开源软件第三次作业

项目题目

开源软件供应链安全风险分析

项目组成员

郭一帆 19374017

李勃伽 19376323

石辛诚 19375126

项目任务

经过调研和讨论，我们确定了该项目的任务为：分析npm供应链中的安全风险

初步方案

我们计划搭建一个具有前后端的完整的系统，初步规划如下：

• 前端

  • 根据初步调研的结果，我们认为在该项目中前端主要负责将安全风险展示出来，通过图、表以及一些可交互的控件实现数据可视化。

• 后端

  • 数据爬取：npm官方提供了一些API以供获取npm管理的所有包的metadata以及每个包的详细信息。

  • 数据清洗：由于通过官方的API获取的数据可能无法直接用于我们的模型，而且其中也可能存在一些错误或者无用的信息，因此需要将这些数据整理成我们需要的格式。

  • 数据存储：考虑到npm中包的数量会不断增加，我们不可能每次将数据全部爬取后再全部处理一遍。对于已处理的数据我们可以将其存储起来，同时也能提高前后端交互时的响应速率。目前考虑的数据存储方案包括Mysql关系型数据库以及类似于npm生成的package.json格式的json文件，具体选择还有待于进一步调研。

  • 数据处理：根据初步调研的结果，我们计划选取六个方面来评估npm供应链中的安全风险，并建立相应的风险评估模型，关于风险评估模型的建立，目前有两种考虑，具体选择哪种方式还有待进一步调研：

    • 一是学习参考资料What are Weak Links in thenpm Supply Chain?中的方法独立建立风险评估模型

    • 二是在我们找到的一个开源项目OpenSCA-CLI的基础上进行二次开发

• 前后端交互

  • 选择某个后端框架将数据处理得到的结果提供给前端。

任务分工

考虑到前端、数据爬取、数据清洗三个工作的划分比较明确，因此分别由三个成员完成。

前端：石辛诚

数据爬取：李勃伽

数据清洗和存储：郭一帆

由于数据处理的具体方案还没有确定，具体分析哪六个方面的风险也没有确定，我们假设不同方面的风险评估之间关联程度不大，每个人可以单独负责某个方面的风险评估，因此初步的分工定为每个成员负责两个方面的评估以及对应的接口实现。

时间规划

我们将两次答辩的时间视为比较重要的时间节点，并据此制定我们的计划。由于时间较为紧迫，为了保证开发的高效进行，我们计划在每周三和周六开展两次组会。
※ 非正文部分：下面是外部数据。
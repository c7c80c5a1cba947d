use chrono::{DateTime, Utc};
use serde::Serialize;
use sophia_core::entities::{Badge, User};

use crate::cli::GlobalFlags;
use crate::cli::subcommands::BadgeCommands;
use crate::context::AppContext;
use crate::output::output;

#[derive(Serialize)]
struct BadgeRow {
    slug: String,
    name: String,
    description: String,
    criteria: String,
    icon: Option<String>,
    earned_at: Option<DateTime<Utc>>,
}

#[derive(Serialize)]
struct DefinedBadge {
    badge: Badge,
    /// Whether the current user qualified immediately.
    awarded: bool,
}

/// Handle `sophia badge`.
pub async fn handle(
    action: &BadgeCommands,
    ctx: &AppContext,
    user: &User,
    flags: &GlobalFlags,
) -> anyhow::Result<()> {
    match action {
        BadgeCommands::List => {
            let earned = ctx.service.user_badges(&user.id).await?;
            let rows = ctx
                .service
                .list_badges()
                .await?
                .into_iter()
                .map(|badge| {
                    let earned_at = earned
                        .iter()
                        .find(|a| a.badge.slug == badge.slug)
                        .map(|a| a.awarded_at);
                    BadgeRow {
                        slug: badge.slug,
                        name: badge.name,
                        description: badge.description,
                        criteria: badge.criteria,
                        icon: badge.icon,
                        earned_at,
                    }
                })
                .collect::<Vec<_>>();
            output(&rows, flags.format)
        }
        BadgeCommands::Define {
            slug,
            name,
            description,
            criteria,
            icon,
        } => {
            let badge = ctx
                .service
                .define_badge(&Badge {
                    slug: slug.clone(),
                    name: name.clone(),
                    description: description.clone(),
                    criteria: criteria.clone(),
                    icon: icon.clone(),
                })
                .await?;
            let awarded = ctx
                .service
                .check_badges(&user.id)
                .await?
                .iter()
                .any(|b| b.slug == badge.slug);
            output(&DefinedBadge { badge, awarded }, flags.format)
        }
    }
}
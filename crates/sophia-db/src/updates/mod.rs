//! Partial-update builders for mutable entities.

pub mod snippet;
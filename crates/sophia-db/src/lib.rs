//! # sophia-db
//!
//! libSQL storage for Sophia.
//!
//! Holds accounts and login sessions, the collection hierarchy, snippets with
//! their embedding blobs, an FTS5 keyword index over snippets, and the
//! gamification tables (activity log, badges, awarded badges).
//!
//! All repository methods live on [`service::SophiaService`] and are scoped
//! to the owning user: another user's row is reported as not found.

pub mod error;
pub mod helpers;
mod migrations;
pub mod repos;
pub mod service;
pub mod updates;

#[cfg(test)]
mod test_support;

pub use error::DatabaseError;
pub use service::SophiaService;

use libsql::Builder;

/// Central database handle.
///
/// Wraps a libSQL database and connection and provides ID generation.
pub struct SophiaDb {
    #[allow(dead_code)]
    db: libsql::Database,
    conn: libsql::Connection,
}

impl SophiaDb {
    /// Open a local database at the given path (`":memory:"` for tests).
    ///
    /// Creates the parent directory if needed and runs migrations.
    ///
    /// # Errors
    ///
    /// Returns `DatabaseError` if the database cannot be opened or
    /// migrations fail.
    pub async fn open_local(path: &str) -> Result<Self, DatabaseError> {
        if path != ":memory:"
            && let Some(parent) = std::path::Path::new(path).parent()
            && !parent.as_os_str().is_empty()
        {
            std::fs::create_dir_all(parent).map_err(|e| {
                DatabaseError::InvalidState(format!("create {}: {e}", parent.display()))
            })?;
        }

        let db = Builder::new_local(path).build().await?;
        let conn = db.connect()?;

        // Enable foreign keys (must be per-connection in SQLite)
        conn.execute("PRAGMA foreign_keys = ON", ())
            .await
            .map_err(|e| DatabaseError::Migration(format!("PRAGMA foreign_keys: {e}")))?;

        let sophia_db = Self { db, conn };
        sophia_db.run_migrations().await?;
        tracing::debug!(path, "database opened");
        Ok(sophia_db)
    }

    /// Access the underlying libSQL connection for direct queries.
    #[must_use]
    pub const fn conn(&self) -> &libsql::Connection {
        &self.conn
    }

    /// Generate a prefixed ID via libSQL. Returns e.g., `"snp-a3f8b2c1"`.
    ///
    /// Uses `randomblob(4)` in SQL to produce 8-char hex, then prepends the prefix.
    ///
    /// # Errors
    ///
    /// Returns `DatabaseError` if the query fails or returns no rows.
    pub async fn generate_id(&self, prefix: &str) -> Result<String, DatabaseError> {
        let mut rows = self
            .conn
            .query(
                &format!("SELECT '{prefix}-' || lower(hex(randomblob(4)))"),
                (),
            )
            .await?;
        let row = rows.next().await?.ok_or(DatabaseError::NoResult)?;
        Ok(row.get::<String>(0)?)
    }
}

#[cfg(test)]
mod tests {
    use super::*;
    use std::collections::HashSet;

    async fn test_db() -> SophiaDb {
        SophiaDb::open_local(":memory:").await.unwrap()
    }

    #[tokio::test]
    async fn open_local_creates_schema() {
        let db = test_db().await;

        let tables = [
            "users",
            "auth_sessions",
            "collections",
            "snippets",
            "snippets_fts",
            "activity_log",
            "badges",
            "user_badges",
        ];
        for table in &tables {
            let mut rows = db
                .conn()
                .query(
                    "SELECT name FROM sqlite_master WHERE type='table' AND name=?1",
                    [*table],
                )
                .await
                .unwrap();
            let row = rows.next().await.unwrap();
            assert!(row.is_some(), "table '{table}' should exist");
        }
    }

    #[tokio::test]
    async fn generate_id_correct_format() {
        let db = test_db().await;
        let id = db.generate_id("snp").await.unwrap();
        assert!(id.starts_with("snp-"), "ID should start with 'snp-': {id}");
        assert_eq!(id.len(), 12, "3 prefix + 1 dash + 8 hex: {id}");
        assert!(id[4..].chars().all(|c| c.is_ascii_hexdigit()));
    }

    #[tokio::test]
    async fn generate_id_all_prefixes() {
        let db = test_db().await;
        for prefix in sophia_core::ids::ALL_PREFIXES {
            let id = db.generate_id(prefix).await.unwrap();
            assert!(sophia_core::ids::has_prefix(&id, prefix), "{id}");
        }
    }

    #[tokio::test]
    async fn generate_id_uniqueness() {
        let db = test_db().await;
        let mut ids = HashSet::new();
        for _ in 0..100 {
            let id = db.generate_id("tst").await.unwrap();
            assert!(ids.insert(id.clone()), "Duplicate ID generated: {id}");
        }
    }

    #[tokio::test]
    async fn idempotent_migrations() {
        let db = test_db().await;
        db.run_migrations().await.unwrap();
    }

    #[tokio::test]
    async fn file_database_creates_parent_dir() {
        let tmp = tempfile::TempDir::new().unwrap();
        let path = tmp.path().join("nested").join("sophia.db");
        let db = SophiaDb::open_local(path.to_str().unwrap()).await.unwrap();
        db.generate_id("usr").await.unwrap();
        assert!(path.exists());
    }

    #[tokio::test]
    async fn fts_trigger_populates_on_insert() {
        let db = test_db().await;
        db.conn()
            .execute(
                "INSERT INTO users (id, username, email, password_hash) VALUES ('usr-1', 'ada', 'ada@x.io', 'h')",
                (),
            )
            .await
            .unwrap();
        db.conn()
            .execute(
                "INSERT INTO snippets (id, user_id, title, code, tags) VALUES ('snp-1', 'usr-1', 'Dijkstra shortest paths', 'heapq.heappush(pq, (0, src))', 'graphs')",
                (),
            )
            .await
            .unwrap();

        let mut rows = db
            .conn()
            .query(
                "SELECT rowid FROM snippets_fts WHERE snippets_fts MATCH 'heappush'",
                (),
            )
            .await
            .unwrap();
        assert!(rows.next().await.unwrap().is_some());
    }
}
• 在11.2号的组会中确定六个风险评估方面以及数据处理的技术方案，并在11.5号前发布第一版较为详细的开发计划和设计手册，第一版的开发持续到11.16号。

• 在11.9号的组会之前完成数据爬取、数据清洗工作，前端要实现一个静态页面的demo，此版本可以作为v0.1.0发布

• 在11.12前实现至少一个方面风险的数据处理

• 在11.16前能够完成至少一个方面风险的数据处理和前后端交互，发布v1.0.0版本。

• 11.16答辩过后开始邀请一些同学使用和发布issue，针对答辩过程中老师的建议和同学们提出的issue进行修改，暂时无法完成的任务可以写入下一版的开发计划。

• 在11.19前完成比较简单的issue的修复，发布v1.0.1版本，并按计划进入下一步开发。

• 11.19-11.30期间继续开发，并保持每周两次组会以统一进度，争取在11.30前完成开发，发布v1.1.0版本。

• 11.30后继续邀请同学和老师使用并提出issue，针对issue做最后一次修复。

• 12.7前完成有价值且可实现的issue的修复，并发布v1.1.1版本作为参与最终答辩的版本，在此期间同时完成实现手册和用户手册的撰写。

• 12.7-12.14期间完成项目的收尾工作，包括技能认可、实践总结等。